§ GOAL OF THE EXERCISE
Look below for the line holding "for latency tracking" and the line holding "let seconds = value.as_secs_f64();". Repeat those two and everything between, exactly.
※
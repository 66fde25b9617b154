// Pool and pipeline metrics
//
// Counters, gauges and histograms for:
// - Request outcomes by error class
// - Sandbox creation (warm start-up vs on demand) and creation latency
// - Releases, release misses, discards and evictions
// - Active requests and request duration

use std::sync::atomic::{AtomicU64, Ordering};
use std::time::Duration;

use crate::config::types::ErrorClass;

/// Counter metric (monotonically increasing)
#[derive(Debug)]
pub struct Counter {
    value: AtomicU64,
}

impl Counter {
    pub fn new() -> Self {
        Self {
            value: AtomicU64::new(0),
        }
    }

    pub fn inc(&self) {
        self.value.fetch_add(1, Ordering::Relaxed);
    }

    pub fn add(&self, delta: u64) {
        self.value.fetch_add(delta, Ordering::Relaxed);
    }

    pub fn get(&self) -> u64 {
        self.value.load(Ordering::Relaxed)
    }
}

impl Default for Counter {
    fn default() -> Self {
        Self::new()
    }
}

/// Gauge metric (can go up or down)
#[derive(Debug)]
pub struct Gauge {
    value: AtomicU64,
}

impl Gauge {
    pub fn new() -> Self {
        Self {
            value: AtomicU64::new(0),
        }
    }

    pub fn set(&self, value: u64) {
        self.value.store(value, Ordering::Relaxed);
    }

    pub fn inc(&self) {
        self.value.fetch_add(1, Ordering::Relaxed);
    }

    /// Saturates at zero
    pub fn dec(&self) {
        let _ = self
            .value
            .fetch_update(Ordering::Relaxed, Ordering::Relaxed, |v| Some(v.saturating_sub(1)));
    }

    pub fn get(&self) -> u64 {
        self.value.load(Ordering::Relaxed)
    }
}

impl Default for Gauge {
    fn default() -> Self {
        Self::new()
    }
}

/// Histogram bucket for latency tracking
#[derive(Debug)]
pub struct HistogramBucket {
    pub le: f64, // upper bound in seconds
    pub count: AtomicU64,
}

/// Histogram metric for latency/duration tracking
#[derive(Debug)]
pub struct Histogram {
    buckets: Vec<HistogramBucket>,
    sum: AtomicU64, // sum in microseconds
    count: AtomicU64,
}

impl Histogram {
    /// Create histogram with standard latency buckets (in seconds)
    pub fn new_latency() -> Self {
        let bucket_bounds = vec![
            0.001, 0.005, 0.01, 0.025, 0.05, 0.1, 0.25, 0.5, 1.0, 2.5, 5.0, 10.0, 30.0,
        ];

        let buckets = bucket_bounds
            .into_iter()
            .map(|le| HistogramBucket {
                le,
                count: AtomicU64::new(0),
            })
            .collect();

        Self {
            buckets,
            sum: AtomicU64::new(0),
            count: AtomicU64::new(0),
        }
    }

    pub fn observe(&self, value: Duration) {
        let seconds = value.as_secs_f64();
        let micros = value.as_micros() as u64;

        self.sum.fetch_add(micros, Ordering::Relaxed);
        self.count.fetch_add(1, Ordering::Relaxed);

        for bucket in &self.buckets {
            if seconds <= bucket.le {
                bucket.count.fetch_add(1, Ordering::Relaxed);
            }
        }
    }

    pub fn get_count(&self) -> u64 {
        self.count.load(Ordering::Relaxed)
    }

    pub fn get_sum_micros(&self) -> u64 {
        self.sum.load(Ordering::Relaxed)
    }

    pub fn get_bucket_count(&self, le: f64) -> u64 {
        self.buckets
            .iter()
            .find(|b| (b.le - le).abs() < 0.0001)
            .map(|b| b.count.load(Ordering::Relaxed))
            .unwrap_or(0)
    }

    fn export(&self, name: &str, help: &str, output: &mut String) {
        output.push_str(&format!("# HELP {} {}\n", name, help));
        output.push_str(&format!("# TYPE {} histogram\n", name));
        for bucket in &self.buckets {
            output.push_str(&format!(
                "{}_bucket{{le=\"{}\"}} {}\n",
                name,
                bucket.le,
                bucket.count.load(Ordering::Relaxed)
            ));
        }
        output.push_str(&format!(
            "{}_bucket{{le=\"+Inf\"}} {}\n",
            name,
            self.get_count()
        ));
        output.push_str(&format!(
            "{}_sum {}\n",
            name,
            self.get_sum_micros() as f64 / 1_000_000.0
        ));
        output.push_str(&format!("{}_count {}\n", name, self.get_count()));
    }
}

/// Metrics shared by one pool and the pipelines running on it
#[derive(Debug)]
pub struct MetricsRegistry {
    // Request outcomes
    pub requests_total: Counter,
    pub requests_ok: Counter,
    pub requests_validation: Counter,
    pub requests_resource: Counter,
    pub requests_transfer: Counter,
    pub requests_execution: Counter,
    pub requests_timeout: Counter,
    pub requests_config: Counter,

    // Pool lifecycle
    pub sandboxes_created_warm: Counter,
    pub sandboxes_created_on_demand: Counter,
    pub sandbox_create_failures: Counter,
    pub acquisitions: Counter,
    pub releases: Counter,
    pub release_misses: Counter,
    pub discards: Counter,
    pub evictions: Counter,

    // Contention
    pub active_requests: Gauge,
    pub sandboxes_in_use: Gauge,

    // Latency histograms
    pub request_duration: Histogram,
    pub sandbox_create_duration: Histogram,
}

impl MetricsRegistry {
    pub fn new() -> Self {
        Self {
            requests_total: Counter::new(),
            requests_ok: Counter::new(),
            requests_validation: Counter::new(),
            requests_resource: Counter::new(),
            requests_transfer: Counter::new(),
            requests_execution: Counter::new(),
            requests_timeout: Counter::new(),
            requests_config: Counter::new(),

            sandboxes_created_warm: Counter::new(),
            sandboxes_created_on_demand: Counter::new(),
            sandbox_create_failures: Counter::new(),
            acquisitions: Counter::new(),
            releases: Counter::new(),
            release_misses: Counter::new(),
            discards: Counter::new(),
            evictions: Counter::new(),

            active_requests: Gauge::new(),
            sandboxes_in_use: Gauge::new(),

            request_duration: Histogram::new_latency(),
            sandbox_create_duration: Histogram::new_latency(),
        }
    }

    /// Record a finished request; `None` means success
    pub fn record_request(&self, failure: Option<ErrorClass>, duration: Duration) {
        self.requests_total.inc();
        self.request_duration.observe(duration);

        match failure {
            None => self.requests_ok.inc(),
            Some(ErrorClass::Validation) => self.requests_validation.inc(),
            Some(ErrorClass::Resource) => self.requests_resource.inc(),
            Some(ErrorClass::Transfer) => self.requests_transfer.inc(),
            Some(ErrorClass::Execution) => self.requests_execution.inc(),
            Some(ErrorClass::Timeout) => self.requests_timeout.inc(),
            Some(ErrorClass::Config) => self.requests_config.inc(),
        }
    }

    /// Record a sandbox creation attempt
    pub fn record_creation(&self, on_demand: bool, succeeded: bool, duration: Duration) {
        self.sandbox_create_duration.observe(duration);

        if !succeeded {
            self.sandbox_create_failures.inc();
        } else if on_demand {
            self.sandboxes_created_on_demand.inc();
        } else {
            self.sandboxes_created_warm.inc();
        }
    }

    /// Export metrics in Prometheus text format
    pub fn export_prometheus(&self) -> String {
        let mut output = String::new();

        output.push_str("# HELP warmbox_requests_total Total number of execution requests\n");
        output.push_str("# TYPE warmbox_requests_total counter\n");
        output.push_str(&format!(
            "warmbox_requests_total {}\n",
            self.requests_total.get()
        ));

        output.push_str("# HELP warmbox_requests_by_outcome Requests by outcome\n");
        output.push_str("# TYPE warmbox_requests_by_outcome counter\n");
        for (outcome, counter) in [
            ("ok", &self.requests_ok),
            (ErrorClass::Validation.as_str(), &self.requests_validation),
            (ErrorClass::Resource.as_str(), &self.requests_resource),
            (ErrorClass::Transfer.as_str(), &self.requests_transfer),
            (ErrorClass::Execution.as_str(), &self.requests_execution),
            (ErrorClass::Timeout.as_str(), &self.requests_timeout),
            (ErrorClass::Config.as_str(), &self.requests_config),
        ] {
            output.push_str(&format!(
                "warmbox_requests_by_outcome{{outcome=\"{}\"}} {}\n",
                outcome,
                counter.get()
            ));
        }

        output.push_str("# HELP warmbox_sandboxes_created_total Sandboxes created\n");
        output.push_str("# TYPE warmbox_sandboxes_created_total counter\n");
        output.push_str(&format!(
            "warmbox_sandboxes_created_total{{trigger=\"warm\"}} {}\n",
            self.sandboxes_created_warm.get()
        ));
        output.push_str(&format!(
            "warmbox_sandboxes_created_total{{trigger=\"on_demand\"}} {}\n",
            self.sandboxes_created_on_demand.get()
        ));

        output.push_str("# HELP warmbox_sandbox_create_failures_total Failed sandbox creations\n");
        output.push_str("# TYPE warmbox_sandbox_create_failures_total counter\n");
        output.push_str(&format!(
            "warmbox_sandbox_create_failures_total {}\n",
            self.sandbox_create_failures.get()
        ));

        output.push_str("# HELP warmbox_pool_events_total Pool lease events\n");
        output.push_str("# TYPE warmbox_pool_events_total counter\n");
        for (event, counter) in [
            ("acquire", &self.acquisitions),
            ("release", &self.releases),
            ("release_miss", &self.release_misses),
            ("discard", &self.discards),
            ("evict", &self.evictions),
        ] {
            output.push_str(&format!(
                "warmbox_pool_events_total{{event=\"{}\"}} {}\n",
                event,
                counter.get()
            ));
        }

        output.push_str("# HELP warmbox_active_requests Currently running requests\n");
        output.push_str("# TYPE warmbox_active_requests gauge\n");
        output.push_str(&format!(
            "warmbox_active_requests {}\n",
            self.active_requests.get()
        ));

        output.push_str("# HELP warmbox_sandboxes_in_use Sandboxes currently leased\n");
        output.push_str("# TYPE warmbox_sandboxes_in_use gauge\n");
        output.push_str(&format!(
            "warmbox_sandboxes_in_use {}\n",
            self.sandboxes_in_use.get()
        ));

        self.request_duration.export(
            "warmbox_request_duration_seconds",
            "End-to-end request duration",
            &mut output,
        );
        self.sandbox_create_duration.export(
            "warmbox_sandbox_create_duration_seconds",
            "Sandbox create-and-start latency",
            &mut output,
        );

        output
    }
}

impl Default for MetricsRegistry {
    fn default() -> Self {
        Self::new()
    }
}

#[cfg(test)]
mod tests {
    use super::*;

    #[test]
    fn test_counter() {
        let counter = Counter::new();
        assert_eq!(counter.get(), 0);

        counter.inc();
        assert_eq!(counter.get(), 1);

        counter.add(5);
        assert_eq!(counter.get(), 6);
    }

    #[test]
    fn test_gauge() {
        let gauge = Gauge::new();
        gauge.set(2);
        gauge.inc();
        assert_eq!(gauge.get(), 3);

        gauge.dec();
        gauge.dec();
        gauge.dec();
        gauge.dec();
        assert_eq!(gauge.get(), 0);
    }

    #[test]
    fn test_histogram() {
        let histogram = Histogram::new_latency();

        histogram.observe(Duration::from_millis(50));
        histogram.observe(Duration::from_millis(150));
        histogram.observe(Duration::from_millis(500));

        assert_eq!(histogram.get_count(), 3);

        // Buckets are cumulative
        assert_eq!(histogram.get_bucket_count(0.1), 1);
        assert_eq!(histogram.get_bucket_count(0.25), 2);
        assert_eq!(histogram.get_bucket_count(0.5), 3);
        assert_eq!(histogram.get_bucket_count(1.0), 3);
    }

    #[test]
    fn test_record_request() {
        let metrics = MetricsRegistry::new();

        metrics.record_request(None, Duration::from_millis(10));
        metrics.record_request(Some(ErrorClass::Validation), Duration::from_millis(1));
        metrics.record_request(Some(ErrorClass::Timeout), Duration::from_millis(900));

        assert_eq!(metrics.requests_total.get(), 3);
        assert_eq!(metrics.requests_ok.get(), 1);
        assert_eq!(metrics.requests_validation.get(), 1);
        assert_eq!(metrics.requests_timeout.get(), 1);
        assert_eq!(metrics.request_duration.get_count(), 3);
    }

    #[test]
    fn test_record_creation() {
        let metrics = MetricsRegistry::new();

        metrics.record_creation(false, true, Duration::from_millis(300));
        metrics.record_creation(true, true, Duration::from_millis(300));
        metrics.record_creation(true, false, Duration::from_millis(5));

        assert_eq!(metrics.sandboxes_created_warm.get(), 1);
        assert_eq!(metrics.sandboxes_created_on_demand.get(), 1);
        assert_eq!(metrics.sandbox_create_failures.get(), 1);
        assert_eq!(metrics.sandbox_create_duration.get_count(), 3);
    }

    #[test]
    fn test_prometheus_export() {
        let metrics = MetricsRegistry::new();

        metrics.record_request(None, Duration::from_millis(20));
        metrics.record_request(Some(ErrorClass::Transfer), Duration::from_millis(20));
        metrics.release_misses.inc();

        let output = metrics.export_prometheus();

        assert!(output.contains("warmbox_requests_total 2"));
        assert!(output.contains("warmbox_requests_by_outcome{outcome=\"ok\"} 1"));
        assert!(output.contains("warmbox_requests_by_outcome{outcome=\"transfer\"} 1"));
        assert!(output.contains("warmbox_pool_events_total{event=\"release_miss\"} 1"));
        assert!(output.contains("warmbox_request_duration_seconds_count 2"));
        assert!(output.contains("warmbox_request_duration_seconds_bucket{le=\"+Inf\"} 2"));
    }
}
※
§ TASK SOLUTION
/// Histogram bucket for latency tracking
#[derive(Debug)]
pub struct HistogramBucket {
    pub le: f64, // upper bound in seconds
    pub count: AtomicU64,
}

/// Histogram metric for latency/duration tracking
#[derive(Debug)]
pub struct Histogram {
    buckets: Vec<HistogramBucket>,
    sum: AtomicU64, // sum in microseconds
    count: AtomicU64,
}

impl Histogram {
    /// Create histogram with standard latency buckets (in seconds)
    pub fn new_latency() -> Self {
        let bucket_bounds = vec![
            0.001, 0.005, 0.01, 0.025, 0.05, 0.1, 0.25, 0.5, 1.0, 2.5, 5.0, 10.0, 30.0,
        ];

        let buckets = bucket_bounds
            .into_iter()
            .map(|le| HistogramBucket {
                le,
                count: AtomicU64::new(0),
            })
            .collect();

        Self {
            buckets,
            sum: AtomicU64::new(0),
            count: AtomicU64::new(0),
        }
    }

    pub fn observe(&self, value: Duration) {
        let seconds = value.as_secs_f64();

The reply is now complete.